**Exercise instructions**
Using the records below, write out again exactly the lines that begin at the line containing "fn update_phone_state(&mut self, state: PhoneState)" and end at the line containing "impl RPCProxy for", and no other lines.

**Dataset content**
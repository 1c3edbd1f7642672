#![allow(dead_code)]

use std::collections::{HashMap, HashSet};
use std::sync::{Arc, Mutex};
use std::time::Duration;
use tokio::sync::mpsc::{Receiver, Sender};

use bt_hfp_ag::config::HfpConfig;
use bt_hfp_ag::headset::{HeadsetService, HfpActions, IBluetoothHeadset, IHeadsetCallback};
use bt_hfp_ag::native::HfpNative;
use bt_hfp_ag::registry::{uuid_from_16bit, BondedDevice, HFP_UUID16};
use bt_hfp_ag::session::{
    BthfAudioState, BthfConnectionState, CallAudioPolicy, HfpSession, SessionFactory,
    SessionMessage,
};
use bt_hfp_ag::system::{CallState, HfpSystem, PhoneState};
use bt_hfp_ag::{Message, RPCProxy, RawAddress, Stack};

pub const COD_HEADSET: u32 = 0x240404;
pub const COD_WATCH: u32 = 0x000704;

pub fn addr(last: u8) -> RawAddress {
    RawAddress { address: [0x00, 0x11, 0x22, 0x33, 0x44, last] }
}

/// State of a fake device session, shared with the test.
#[derive(Default)]
pub struct FakeSessionState {
    pub connection_state: BthfConnectionState,
    pub audio_state: BthfAudioState,
    pub policy: CallAudioPolicy,
    pub messages: Vec<SessionMessage>,
}

type SharedSessions = Arc<Mutex<HashMap<RawAddress, Arc<Mutex<FakeSessionState>>>>>;
type MessageLog = Arc<Mutex<Vec<(RawAddress, SessionMessage)>>>;

pub struct FakeSession {
    address: RawAddress,
    state: Arc<Mutex<FakeSessionState>>,
    log: MessageLog,
}

impl HfpSession for FakeSession {
    fn send_message(&self, message: SessionMessage) {
        self.log.lock().unwrap().push((self.address, message.clone()));
        self.state.lock().unwrap().messages.push(message);
    }

    fn connection_state(&self) -> BthfConnectionState {
        self.state.lock().unwrap().connection_state
    }

    fn audio_state(&self) -> BthfAudioState {
        self.state.lock().unwrap().audio_state
    }

    fn call_audio_policy(&self) -> CallAudioPolicy {
        self.state.lock().unwrap().policy
    }
}

pub struct FakeSessionFactory {
    sessions: SharedSessions,
    log: MessageLog,
}

impl SessionFactory for FakeSessionFactory {
    fn create(&mut self, address: RawAddress, _tx: Sender<Message>) -> Box<dyn HfpSession + Send> {
        let state = self.sessions.lock().unwrap().entry(address).or_default().clone();
        Box::new(FakeSession { address, state, log: self.log.clone() })
    }
}

#[derive(Default)]
pub struct NativeState {
    pub init: Option<(usize, bool)>,
    pub active_device: Option<RawAddress>,
    pub refuse_active_device: bool,
    pub sco_allowed: Option<bool>,
    pub cleaned_up: bool,
}

pub struct FakeNative {
    state: Arc<Mutex<NativeState>>,
}

impl HfpNative for FakeNative {
    fn init(&mut self, max_connections: usize, inband_ringing_enabled: bool) {
        self.state.lock().unwrap().init = Some((max_connections, inband_ringing_enabled));
    }

    fn set_active_device(&mut self, addr: Option<RawAddress>) -> bool {
        let mut state = self.state.lock().unwrap();
        if state.refuse_active_device {
            return false;
        }
        state.active_device = addr;
        true
    }

    fn set_sco_allowed(&mut self, allowed: bool) {
        self.state.lock().unwrap().sco_allowed = Some(allowed);
    }

    fn is_noise_reduction_supported(&self, addr: RawAddress) -> bool {
        addr.address[5] % 2 == 0
    }

    fn is_voice_recognition_supported(&self, _addr: RawAddress) -> bool {
        true
    }

    fn cleanup(&mut self) {
        self.state.lock().unwrap().cleaned_up = true;
    }
}

pub struct SystemState {
    pub phone: PhoneState,
    pub headset_client_connected: bool,
    pub activate_voice_recognition_result: bool,
    pub voice_recognition_active: bool,
    pub audio_suspended: Vec<bool>,
    pub wake_lock: Option<Duration>,
    pub dial_result: bool,
    pub dialed: Vec<String>,
    pub answered: u32,
    pub hung_up: u32,
}

impl Default for SystemState {
    fn default() -> Self {
        SystemState {
            phone: PhoneState::default(),
            headset_client_connected: false,
            activate_voice_recognition_result: true,
            voice_recognition_active: false,
            audio_suspended: vec![],
            wake_lock: None,
            dial_result: true,
            dialed: vec![],
            answered: 0,
            hung_up: 0,
        }
    }
}

pub struct FakeSystem {
    state: Arc<Mutex<SystemState>>,
}

impl HfpSystem for FakeSystem {
    fn is_call_idle(&self) -> bool {
        self.state.lock().unwrap().phone.is_idle()
    }

    fn is_in_call(&self) -> bool {
        let phone = self.state.lock().unwrap().phone;
        phone.num_active + phone.num_held > 0
            || matches!(
                phone.state,
                CallState::Dialing | CallState::Alerting | CallState::Active | CallState::Held
            )
    }

    fn is_ringing(&self) -> bool {
        self.state.lock().unwrap().phone.state == CallState::Incoming
    }

    fn is_headset_client_connected(&self) -> bool {
        self.state.lock().unwrap().headset_client_connected
    }

    fn activate_voice_recognition(&mut self) -> bool {
        let mut state = self.state.lock().unwrap();
        if state.activate_voice_recognition_result {
            state.voice_recognition_active = true;
        }
        state.activate_voice_recognition_result
    }

    fn deactivate_voice_recognition(&mut self) -> bool {
        self.state.lock().unwrap().voice_recognition_active = false;
        true
    }

    fn set_audio_suspended(&mut self, suspended: bool) {
        self.state.lock().unwrap().audio_suspended.push(suspended);
    }

    fn acquire_voice_recognition_wake_lock(&mut self, timeout: Duration) {
        self.state.lock().unwrap().wake_lock = Some(timeout);
    }

    fn release_voice_recognition_wake_lock(&mut self) {
        self.state.lock().unwrap().wake_lock = None;
    }

    fn is_voice_recognition_wake_lock_held(&self) -> bool {
        self.state.lock().unwrap().wake_lock.is_some()
    }

    fn dial(&mut self, number: &str) -> bool {
        let mut state = self.state.lock().unwrap();
        state.dialed.push(number.to_string());
        state.dial_result
    }

    fn answer_call(&mut self) {
        self.state.lock().unwrap().answered += 1;
    }

    fn hangup_call(&mut self) {
        self.state.lock().unwrap().hung_up += 1;
    }

    fn update_phone_state(&mut self, state: PhoneState) {
        self.state.lock().unwrap().phone = state;
    }
}

#[derive(Debug, Clone, PartialEq)]
pub enum CallbackEvent {
    ConnectionState(RawAddress, BthfConnectionState),
    AudioState(RawAddress, BthfAudioState),
    ActiveDevice(Option<RawAddress>),
}

type DisconnectWatch = Arc<Mutex<Option<(u32, Box<dyn Fn(u32) + Send>)>>>;

pub struct FakeCallback {
    events: Arc<Mutex<Vec<CallbackEvent>>>,
    disconnect: DisconnectWatch,
}

impl RPCProxy for FakeCallback {
    fn register_disconnect(&mut self, id: u32, f: Box<dyn Fn(u32) + Send>) {
        *self.disconnect.lock().unwrap() = Some((id, f));
    }

    fn unregister(&mut self, _id: u32) -> bool {
        self.disconnect.lock().unwrap().take().is_some()
    }
}

impl IHeadsetCallback for FakeCallback {
    fn on_connection_state_changed(&mut self, addr: RawAddress, state: BthfConnectionState) {
        self.events.lock().unwrap().push(CallbackEvent::ConnectionState(addr, state));
    }

    fn on_audio_state_changed(&mut self, addr: RawAddress, state: BthfAudioState) {
        self.events.lock().unwrap().push(CallbackEvent::AudioState(addr, state));
    }

    fn on_active_device_changed(&mut self, addr: Option<RawAddress>) {
        self.events.lock().unwrap().push(CallbackEvent::ActiveDevice(addr));
    }
}

/// A started headset service wired to fake collaborators.
pub struct TestBench {
    pub service: HeadsetService,
    pub rx: Receiver<Message>,
    pub sessions: SharedSessions,
    pub log: MessageLog,
    pub native: Arc<Mutex<NativeState>>,
    pub system: Arc<Mutex<SystemState>>,
    pub events: Arc<Mutex<Vec<CallbackEvent>>>,
    pub disconnect: DisconnectWatch,
    pub callback_id: u32,
    bonded: HashSet<RawAddress>,
}

impl TestBench {
    /// Must be called from within a tokio runtime since timers spawn tasks.
    pub fn new(config: HfpConfig) -> TestBench {
        let (tx, rx) = Stack::create_channel();
        let sessions = SharedSessions::default();
        let log = MessageLog::default();
        let native = Arc::new(Mutex::new(NativeState::default()));
        let system = Arc::new(Mutex::new(SystemState::default()));
        let events = Arc::new(Mutex::new(vec![]));
        let disconnect = DisconnectWatch::default();

        let mut service = HeadsetService::new(
            config,
            tx,
            Box::new(FakeSessionFactory { sessions: sessions.clone(), log: log.clone() }),
            Box::new(FakeNative { state: native.clone() }),
            Box::new(FakeSystem { state: system.clone() }),
        );
        service.start();
        let callback_id = service.register_callback(Box::new(FakeCallback {
            events: events.clone(),
            disconnect: disconnect.clone(),
        }));

        TestBench {
            service,
            rx,
            sessions,
            log,
            native,
            system,
            events,
            disconnect,
            callback_id,
            bonded: HashSet::new(),
        }
    }

    pub fn with_defaults() -> TestBench {
        TestBench::new(HfpConfig::default())
    }

    pub fn bond_with_class(&mut self, device: RawAddress, class_of_device: u32, headset: bool) {
        self.bonded.insert(device);
        self.service.handle_action(HfpActions::DeviceBonded(BondedDevice {
            address: device,
            name: format!("Device {}", device),
            class_of_device,
            uuids: if headset { vec![uuid_from_16bit(HFP_UUID16)] } else { vec![] },
        }));
    }

    pub fn bond(&mut self, device: RawAddress) {
        self.bond_with_class(device, COD_HEADSET, true);
    }

    pub fn unbond(&mut self, device: RawAddress) {
        self.bonded.remove(&device);
        self.service.handle_action(HfpActions::BondRemoved(device));
    }

    pub fn bond_watch(&mut self, device: RawAddress) {
        self.bond_with_class(device, COD_WATCH, true);
    }

    /// State of the session of `device`, creating it ahead of the service if needed.
    pub fn session(&self, device: RawAddress) -> Arc<Mutex<FakeSessionState>> {
        self.sessions.lock().unwrap().entry(device).or_default().clone()
    }

    pub fn set_policy(&self, device: RawAddress, policy: CallAudioPolicy) {
        self.session(device).lock().unwrap().policy = policy;
    }

    /// Moves the fake session to `to` and reports it the way a session would.
    pub fn set_connection_state(&mut self, device: RawAddress, to: BthfConnectionState) {
        let session = self.session(device);
        let from = std::mem::replace(&mut session.lock().unwrap().connection_state, to);
        self.service.handle_action(HfpActions::ConnectionStateChanged(device, from, to));
    }

    pub fn set_audio(&mut self, device: RawAddress, to: BthfAudioState) {
        let session = self.session(device);
        let from = std::mem::replace(&mut session.lock().unwrap().audio_state, to);
        self.service.handle_action(HfpActions::AudioStateChanged(device, from, to));
    }

    /// Bonds `device` as a headset if needed and brings it to Connected.
    pub fn connect_device(&mut self, device: RawAddress) {
        if !self.bonded.contains(&device) {
            self.bond(device);
        }
        assert!(self.service.connect(device));
        self.set_connection_state(device, BthfConnectionState::Connecting);
        self.set_connection_state(device, BthfConnectionState::Connected);
    }

    /// Takes `device` from Connected down to Disconnected.
    pub fn disconnect_device(&mut self, device: RawAddress) {
        self.set_connection_state(device, BthfConnectionState::Disconnecting);
        self.set_connection_state(device, BthfConnectionState::Disconnected);
    }

    pub fn phone(&mut self, num_active: u32, num_held: u32, state: CallState) {
        self.service.phone_state_changed(
            num_active,
            num_held,
            state,
            "5551234".to_string(),
            129,
            String::new(),
            false,
        );
    }

    pub fn messages(&self, device: RawAddress) -> Vec<SessionMessage> {
        self.session(device).lock().unwrap().messages.clone()
    }

    pub fn clear_messages(&self) {
        self.log.lock().unwrap().clear();
        for session in self.sessions.lock().unwrap().values() {
            session.lock().unwrap().messages.clear();
        }
    }

    pub fn events(&self) -> Vec<CallbackEvent> {
        self.events.lock().unwrap().clone()
    }

    pub fn clear_events(&self) {
        self.events.lock().unwrap().clear();
    }

    /// Handles every message queued in the dispatch channel.
    pub fn pump(&mut self) {
        while let Ok(m) = self.rx.try_recv() {
            match m {
                Message::Hfp(action) => self.service.handle_action(action),
                Message::HeadsetCallbackDisconnected(id) => self.service.callback_disconnected(id),
            }
        }
    }
}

**Result of this exercise**
    fn update_phone_state(&mut self, state: PhoneState) {
        self.state.lock().unwrap().phone = state;
    }
}

#[derive(Debug, Clone, PartialEq)]
pub enum CallbackEvent {
    ConnectionState(RawAddress, BthfConnectionState),
    AudioState(RawAddress, BthfAudioState),
    ActiveDevice(Option<RawAddress>),
}

type DisconnectWatch = Arc<Mutex<Option<(u32, Box<dyn Fn(u32) + Send>)>>>;

pub struct FakeCallback {
    events: Arc<Mutex<Vec<CallbackEvent>>>,
    disconnect: DisconnectWatch,
}

impl RPCProxy for FakeCallback {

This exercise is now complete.